Should I stay or should I go...

I am facing a huge dilemma; deciding whether or not to leave my home state for college (as most students my age). With nothing else considered, I would absolutely love to go out of state. I think it would be an incredible opportunity and I am already planning on applying to 15-20 colleges. However, I am terrified to leave my loved ones. I am very close with my father, and I have been with my amazing boyfriend for 4 years. I am incredibly torn - I want to leave but I want to stay. Any tips, motivation, or advice?

It is generally a lot easier to stay. Cheaper tuition, cheaper travel, often credits earned in high school are accepted by a state college. Most college students attend colleges close to home and save money.

  1. 15-20 colleges is a LOT- and probably too many to do well.
  1. You are actually changing and growing really fast right now (especially your brain)… April You is going to look back at September You and be amazed how much you have grown- and you will grow at least that much again for the next year.

  2. “Out of State” can mean a lot of things. I have lived in one state and driven to work every day in a different state- 15 minutes away :smile: In large states, other states can be nearer than the other end of the same state.

4). Most importantly, there is no decision to make until you actually have acceptances (w/ costs) in hand.

So. Take a deep breath, focus on getting yourself a good set of choices for next spring, and let April You deal with this. S/he will be better able for it!

From your other thread, you think that you will be paying 100% of your college bills. That is an exceptionally hard thing for a student to do these days, and will certainly massively shape your options. For example, depending on your state and your stats, staying in-state may be your only economically viable option- or it might not be a very good option at all.

There are schools that ‘meet need’, where they decide how much you can afford, and give you a package to cover the difference- but some of those places rely on parent loans + student loans, and most of them take your financial need into account when making the admission decision. There are other programs that give automatic scholarships based on stats. Sort out what your EFC is, come back with your stats / profile, and there are a lot of people on CC who will be happy to help you identify a range of possibilities for you.

There’s nothing wrong with staying near loved ones. During junior year, DD’19 was set on going away. She was sick of some of the social scene at HS. She felt as a top student people expected her to go somewhere special. And she wanted to be different and get a “wow” reaction from others. We had a small budget though. We looked around, we visited a school that had excellent merit but was a plane ride with three hour layover away. About two weeks after that visit she told me it felt too far away. It was good for her to feel it in person, handle the travel, and think about how it would feel to be dropped off and hear, “See you at Christmas!”

She still struggled with the idea of local vs. somewhere cool, like the mountains. We talked about how she could do college closer, save money, and live somewhere cool in her adult life, when she didn’t have to deal with moving out of a dorm every summer.

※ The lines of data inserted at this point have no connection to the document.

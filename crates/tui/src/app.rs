//! Application state for the registration TUI.
//!
//! This module owns the top-level state shared across the runtime and the
//! registration component: the flow engine, the per-field text buffers, and
//! the loading/throbber bookkeeping. All validation and step-advance logic
//! lives in the engine; this layer only mirrors it for rendering.

use std::sync::Arc;

use regflow_api::RegistrationApi;
use regflow_engine::{Flow, FlowProgress, FocusTarget};
use regflow_types::SubmitOutcome;

use crate::ui::components::text_input::TextInputState;

/// Animation frames for the in-flight request throbber.
pub const THROBBER_FRAMES: [&str; 10] = ["⠋", "⠙", "⠹", "⠸", "⠼", "⠴", "⠦", "⠧", "⠇", "⠏"];

/// Cross-cutting shared context owned by the App.
///
/// Holds runtime-wide objects so components do not thread references around
/// individually.
pub struct SharedCtx {
    /// The registration service the wizard submits to.
    pub api: Arc<dyn RegistrationApi>,
    /// Global debug flag (from env).
    pub debug_enabled: bool,
}

impl SharedCtx {
    pub fn new(api: Arc<dyn RegistrationApi>) -> Self {
        let debug_enabled = std::env::var("DEBUG")
            .map(|v| !v.is_empty() && v != "0" && v.to_lowercase() != "false")
            .unwrap_or(false);
        Self { api, debug_enabled }
    }
}

/// The main application state for the wizard.
pub struct App {
    /// Shared, cross-cutting context (service handle, config).
    pub ctx: SharedCtx,
    /// The flow engine: active step, field validity, submit gating.
    pub flow: Flow,
    /// One text buffer per field on the active step, parallel to the
    /// engine's field list.
    pub inputs: Vec<TextInputState>,
    /// Whether a submit request is currently in flight.
    pub executing: bool,
    /// Animation frame for the execution throbber.
    pub throbber_idx: usize,
    /// Status line content at the bottom of the screen.
    pub status: String,
}

impl App {
    pub fn new(api: Arc<dyn RegistrationApi>) -> Self {
        let flow = Flow::new();
        let inputs = build_inputs(&flow);
        Self {
            ctx: SharedCtx::new(api),
            flow,
            inputs,
            executing: false,
            throbber_idx: 0,
            status: String::from("Fill in the form and press Enter to continue"),
        }
    }

    /// Index of the focused field, or `None` when the submit button holds
    /// focus.
    pub fn focused_field(&self) -> Option<usize> {
        match self.flow.form().focus() {
            FocusTarget::Field(index) => Some(index),
            FocusTarget::SubmitButton => None,
        }
    }

    /// Push the given text buffer's content into the engine, clearing any
    /// standing error on that field.
    pub fn sync_field(&mut self, index: usize) {
        if let Some(input) = self.inputs.get(index) {
            let text = input.input().to_string();
            self.flow.form_mut().enter(index, text);
        }
    }

    /// Advance the throbber while a request is in flight. Returns whether
    /// anything visible changed.
    pub fn on_tick(&mut self) -> bool {
        if !self.executing {
            return false;
        }
        self.throbber_idx = (self.throbber_idx + 1) % THROBBER_FRAMES.len();
        true
    }

    /// Current throbber frame.
    pub fn throbber_frame(&self) -> &'static str {
        THROBBER_FRAMES[self.throbber_idx % THROBBER_FRAMES.len()]
    }

    /// Apply a completed submit task to the flow and refresh the text
    /// buffers when the wizard moved to a new step.
    pub fn apply_submit_outcome(&mut self, outcome: &SubmitOutcome) {
        self.executing = false;
        self.throbber_idx = 0;
        match self.flow.on_submit_result(outcome.step, outcome.ok) {
            FlowProgress::Advanced(_) | FlowProgress::Completed => {
                self.inputs = build_inputs(&self.flow);
            }
            FlowProgress::Failed => {
                // Field text survives a failed request; only the error label
                // and loading state changed.
            }
        }
        self.status = outcome.log.clone();
    }
}

/// Fresh text buffers for the active step, each capped at its field's
/// maximum character count.
fn build_inputs(flow: &Flow) -> Vec<TextInputState> {
    flow.form()
        .fields()
        .iter()
        .map(|field| TextInputState::with_max_chars(field.kind().max_chars()))
        .collect()
}

#[cfg(test)]
mod tests {
    use super::*;
    use regflow_api::MockApi;
    use regflow_engine::SubmitDecision;
    use regflow_types::Step;
    use std::time::Duration;

    fn test_app() -> App {
        App::new(Arc::new(MockApi::new(Duration::ZERO)))
    }

    fn type_into(app: &mut App, index: usize, text: &str) {
        for c in text.chars() {
            app.inputs[index].insert_char(c);
        }
        app.sync_field(index);
    }

    #[test]
    fn inputs_mirror_the_active_steps_fields() {
        let app = test_app();
        assert_eq!(app.flow.step(), Step::Phone);
        assert_eq!(app.inputs.len(), 1);
    }

    #[test]
    fn advancing_rebuilds_empty_buffers_for_the_next_step() {
        let mut app = test_app();
        type_into(&mut app, 0, "0123456789");
        assert!(matches!(app.flow.request_submit(), SubmitDecision::Submit { .. }));
        app.executing = true;
        app.apply_submit_outcome(&SubmitOutcome {
            step: Step::Phone,
            ok: true,
            log: "Phone verified".into(),
        });
        assert_eq!(app.flow.step(), Step::Email);
        assert_eq!(app.inputs.len(), 1);
        assert!(app.inputs[0].is_empty());
        assert!(!app.executing);
    }

    #[test]
    fn failure_preserves_typed_text() {
        let mut app = test_app();
        type_into(&mut app, 0, "0123456789");
        assert!(matches!(app.flow.request_submit(), SubmitDecision::Submit { .. }));
        app.executing = true;
        app.apply_submit_outcome(&SubmitOutcome {
            step: Step::Phone,
            ok: false,
            log: "Request failed".into(),
        });
        assert_eq!(app.flow.step(), Step::Phone);
        assert_eq!(app.inputs[0].input(), "0123456789");
        assert_eq!(app.flow.form().field(0).unwrap().error(), Some("Wrong Format"));
    }

    #[test]
    fn tick_only_animates_while_executing() {
        let mut app = test_app();
        assert!(!app.on_tick());
        app.executing = true;
        assert!(app.on_tick());
        assert_eq!(app.throbber_idx, 1);
    }

    #[test]
    fn phone_buffer_is_capped_at_ten_characters() {
        let mut app = test_app();
        type_into(&mut app, 0, "01234567890123");
        assert_eq!(app.inputs[0].input(), "0123456789");
    }
}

As senior year went on, she became more sentimental about friends, family, pets, and yes, a new boyfriend. Things changed a lot during senior year! She ended up only 90 miles away (though it is OOS). It is about an hour from her boyfriend’s house. She is really enjoying being able to come home when she wants, and have her boyfriend come down for visits, yet she is also able to be as independent as she wants. She’s involved in theatre, and going to do some intramural sports and church groups so ability to come home isn’t hampering her college involvement either.

Is your boyfriend going to college too?

I hope you find something that works out for you in all aspects!

Terrified is a very over the top word. If it’s terrifying, I suggest you see a counselor who can help you gain some perspective. Going to college doesn’t mean you are permanently cutting yourself off from your family. Your family won’t forget about you when you go to college. As for your boyfriend, if it’s meant to be, your relationship will endure the separation. (Realistically, and I’m sorry to be a realist, it isn’t likely that this is the person you are meant to spend your life with. And if he is, then it will happen, regardless of distance.)

The most important consideration here is YOU. Do you want to regret not doing what you’ve longed to do, because you’re worried about your family and boyfriend? Trust me, your family will support your decision. They want to see you grow and mature. They want you to find what matters to you. Your boyfriend should want the same.

I am closer now with my daughter than I was before she went to college five hours away, out of state. Being incredibly close to your father is not going to change.

I personally know five couples who dated in high school, went off to separate colleges, even dated other people, and ended up back together, married with kids. Trust me, if you are meant to be together, distance will only increase your mutual appreciation.

I’m sure you’ve heard the saying “Absence makes the heart grow fonder.” It’s 100% true. Don’t let your ambitions be thwarted by unfounded and speculative worries. Don’t live a life of regrets.

Based on your budget, always, there’s no reason why you can’t apply to nearly options and affordable ones further away. You don’t have to make a final decision until May 1. You have a lot of time to work out where you want to go in the end. It’s not so black and white as you think now, nor can you make a decision until you know what your true options are.